Sete da noite. Anselmo estava cabisbaixo, encharcado, decepcionado. Esperava de pé em frente ao sobrado, enquanto caía uma chuvarada. Nas mãos do jovem rapaz, uma rosa murcha. No coração, uma dor terrível. Ah se tivesse ouvido os conselhos de seus pais! Mas, não. Agora, só restava voltar para casa e esquecer que um dia conhecera Armelina. Não seria tão difícil, se a rapariga não fosse tão bonita. Quando fechava os olhos só lembrava daqueles cabelos negros roçando no corpo durante os tais momentos, que fazem certas partes do corpo ferverem.
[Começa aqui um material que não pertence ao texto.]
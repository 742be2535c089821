use std::path::PathBuf;

use clap::{Parser, ValueEnum};
use tracing_subscriber::EnvFilter;

use crate::models::ScrapeResult;

#[derive(Debug, Parser)]
#[command(
    name = "swiggy-scraper",
    about = "Live Swiggy restaurant scraper (coordinate-driven)"
)]
pub struct Args {
    /// Latitude coordinate (e.g. 12.9716)
    #[arg(long, allow_negative_numbers = true)]
    pub lat: f64,
    /// Longitude coordinate (e.g. 77.5946)
    #[arg(long, allow_negative_numbers = true)]
    pub lng: f64,
    /// Maximum restaurants to collect; defaults to `scrape.max_restaurants`
    #[arg(long)]
    pub max_restaurants: Option<usize>,
    /// Skip menu scraping
    #[arg(long)]
    pub no_menus: bool,
    #[arg(long, value_enum, default_value_t = OutputFormat::Table)]
    pub output: OutputFormat,
    /// Try a small grid around the input when nothing is found there
    #[arg(long)]
    pub smart_search: bool,
    #[arg(long, env = "SWIGGY_OUTPUT_DIR")]
    pub output_dir: Option<PathBuf>,
    #[arg(long, default_value = "config/default")]
    pub config: String,
}

#[derive(Debug, Clone, Copy, PartialEq, Eq, ValueEnum)]
pub enum OutputFormat {
    Json,
    Csv,
    Table,
    Parquet,
}

impl OutputFormat {
    /// JSON goes to stdout as a single document, so progress text moves to stderr.
    pub fn status_on_stderr(&self) -> bool {
        matches!(self, OutputFormat::Json)
    }
}

/// Prints human-readable progress where it cannot corrupt machine output.
pub fn status(format: OutputFormat, text: &str) {
    if format.status_on_stderr() {
        eprintln!("{}", text);
    } else {
        println!("{}", text);
    }
}

#[derive(Debug, Parser)]
#[command(
    name = "area-sweep",
    about = "Sweep a bounding box on a coordinate grid and save every restaurant found"
)]
pub struct SweepArgs {
    /// Area name, used to name the output files
    #[arg(long, default_value = "Coimbatore")]
    pub name: String,
    #[arg(long, default_value_t = 10.88, allow_negative_numbers = true)]
    pub min_lat: f64,
    #[arg(long, default_value_t = 11.15, allow_negative_numbers = true)]
    pub max_lat: f64,
    #[arg(long, default_value_t = 76.85, allow_negative_numbers = true)]
    pub min_lng: f64,
    #[arg(long, default_value_t = 77.10, allow_negative_numbers = true)]
    pub max_lng: f64,
    /// Grid spacing in degrees; defaults to `scrape.sweep_step`
    #[arg(long)]
    pub step: Option<f64>,
    /// Also fetch the menu of every restaurant found
    #[arg(long)]
    pub with_menus: bool,
    #[arg(long, env = "SWIGGY_OUTPUT_DIR")]
    pub output_dir: Option<PathBuf>,
    #[arg(long, default_value = "config/default")]
    pub config: String,
}

/// File-name prefix for an area: lowercase, spaces replaced by underscores.
pub fn area_slug(name: &str) -> String {
    name.trim().to_lowercase().replace(' ', "_")
}

pub const EXIT_SUCCESS: u8 = 0;
/// Unserviceable, empty, interrupted or failed runs all share this status.
pub const EXIT_FAILURE: u8 = 1;

/// Success only when restaurants were found at a serviceable location.
pub fn exit_status(result: &ScrapeResult) -> u8 {
    if result.outcome.is_found() {
        EXIT_SUCCESS
    } else {
        EXIT_FAILURE
    }
}

/// Logs go to stderr so JSON written to stdout stays machine-readable.
pub fn init_tracing() {
    let filter = EnvFilter::try_from_default_env().unwrap_or_else(|_| EnvFilter::new("info"));
    tracing_subscriber::fmt()
        .with_env_filter(filter)
        .with_writer(std::io::stderr)
        .init();
}
use serde::Serialize;
use std::path::Path;
use tokio::fs::File as TokioFile;
use tokio::io::{AsyncWriteExt, BufWriter as TokioBufWriter};
use crate::error::Result;
use crate::models::ScrapeReport;

/// Streams records as JSON lines, flushing after each one so an interrupted run leaves a
/// readable file behind.
pub struct JsonWriter {
    writer: TokioBufWriter<TokioFile>,
    count: usize,
}

impl JsonWriter {
    pub async fn create(path: impl AsRef<Path>) -> Result<Self> {
        let path = path.as_ref();
        if let Some(parent) = path.parent().filter(|p| !p.as_os_str().is_empty()) {
            tokio::fs::create_dir_all(parent).await?;
        }

        let file = TokioFile::create(path).await?;

        Ok(Self {
            writer: TokioBufWriter::new(file),
            count: 0,
        })
    }

    pub async fn write_record<T: Serialize>(&mut self, record: &T) -> Result<()> {
        let mut json = serde_json::to_vec(record)?;
        json.push(b'\n');
        self.writer.write_all(&json).await?;
        self.writer.flush().await?;
        self.count += 1;

        Ok(())
    }

    pub async fn finish(mut self) -> Result<usize> {
        self.writer.flush().await?;
        Ok(self.count)
    }

    pub fn get_count(&self) -> usize {
        self.count
    }
}

pub fn report_json(report: &ScrapeReport<'_>) -> Result<String> {
    Ok(serde_json::to_string_pretty(report)?)
}

pub async fn write_report(path: impl AsRef<Path>, report: &ScrapeReport<'_>) -> Result<()> {
    let path = path.as_ref();
    if let Some(parent) = path.parent().filter(|p| !p.as_os_str().is_empty()) {
        tokio::fs::create_dir_all(parent).await?;
    }
    tokio::fs::write(path, report_json(report)?).await?;
    Ok(())
}
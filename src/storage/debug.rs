use serde_json::Value;
use std::path::Path;
use crate::error::Result;

/// Overwrites `path` with the pretty-printed payload.
pub fn write_debug_payload(path: &Path, payload: &Value) -> Result<()> {
    if let Some(parent) = path.parent().filter(|p| !p.as_os_str().is_empty()) {
        std::fs::create_dir_all(parent)?;
    }
    let json = serde_json::to_string_pretty(payload)?;
    std::fs::write(path, json)?;
    Ok(())
}
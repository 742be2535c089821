use arrow::csv::WriterBuilder;
use arrow::record_batch::RecordBatch;
use std::fs::File;
use std::path::Path;
use tracing::info;
use crate::error::Result;
use crate::models::{RestaurantMenu, RestaurantRecord};
use crate::storage::batch::{menus_batch, restaurants_batch};
use crate::storage::replace_file;

pub struct CsvExporter;

impl CsvExporter {
    pub fn write_restaurants(records: &[RestaurantRecord], output_path: &Path) -> Result<()> {
        let batch = restaurants_batch(records)?;
        write_batch(&batch, output_path)?;
        info!(rows = batch.num_rows(), path = %output_path.display(), "Saved restaurants");
        Ok(())
    }

    pub fn write_menus(menus: &[RestaurantMenu], output_path: &Path) -> Result<()> {
        let batch = menus_batch(menus)?;
        write_batch(&batch, output_path)?;
        info!(rows = batch.num_rows(), path = %output_path.display(), "Saved menu items");
        Ok(())
    }
}

fn write_batch(batch: &RecordBatch, output_path: &Path) -> Result<()> {
    replace_file(output_path, |file: File| {
        let mut writer = WriterBuilder::new().with_header(true).build(file);
        writer.write(batch)?;
        Ok(())
    })
}
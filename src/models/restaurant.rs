use serde::{Deserialize, Serialize};
use super::coordinate::Coordinate;
use super::response::RestaurantInfo;

#[derive(Debug, Clone, PartialEq, Serialize, Deserialize)]
pub struct RestaurantRecord {
    pub id: String,
    pub name: String,
    pub cuisines: String,
    pub area: String,
    pub rating: Option<f64>,
    pub delivery_time: Option<u32>,
    pub cost_for_two: String,
    pub address: String,
    pub restaurant_type: String,
    pub lat: f64,
    pub lng: f64,
}

impl RestaurantRecord {
    /// Builds the record for an entity discovered while querying `found_at`.
    pub fn from_info(info: RestaurantInfo, found_at: Coordinate) -> Self {
        Self {
            id: info.id,
            name: info.name.unwrap_or_default(),
            cuisines: info.cuisines.unwrap_or_default().join(", "),
            area: info.area_name.unwrap_or_default(),
            rating: info.avg_rating,
            delivery_time: info
                .sla
                .and_then(|sla| sla.delivery_time)
                .filter(|minutes| *minutes >= 0.0)
                .map(|minutes| minutes.round() as u32),
            cost_for_two: info.cost_for_two.unwrap_or_default(),
            address: info.locality.unwrap_or_default(),
            restaurant_type: info.restaurant_type.unwrap_or_else(|| "N/A".to_string()),
            lat: found_at.lat,
            lng: found_at.lng,
        }
    }

    pub fn found_at(&self) -> Coordinate {
        Coordinate::new(self.lat, self.lng)
    }
}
Fechando-os novamente, parecia sentir mais uma vez, aquela pele branquinha e quentinha, os lábios vermelhos e carnudos encaixados na sua boca. E caso ainda tivesse razão para zangar-se, os olhos profundos da moça o deixavam pasmo, inútil, sem ação. Bastava um só sorrisinho estampado naquele rostinho de fada, para transformar qualquer valentão num maricas. Para tudo isso acima descrito há um único culpado: o Amor.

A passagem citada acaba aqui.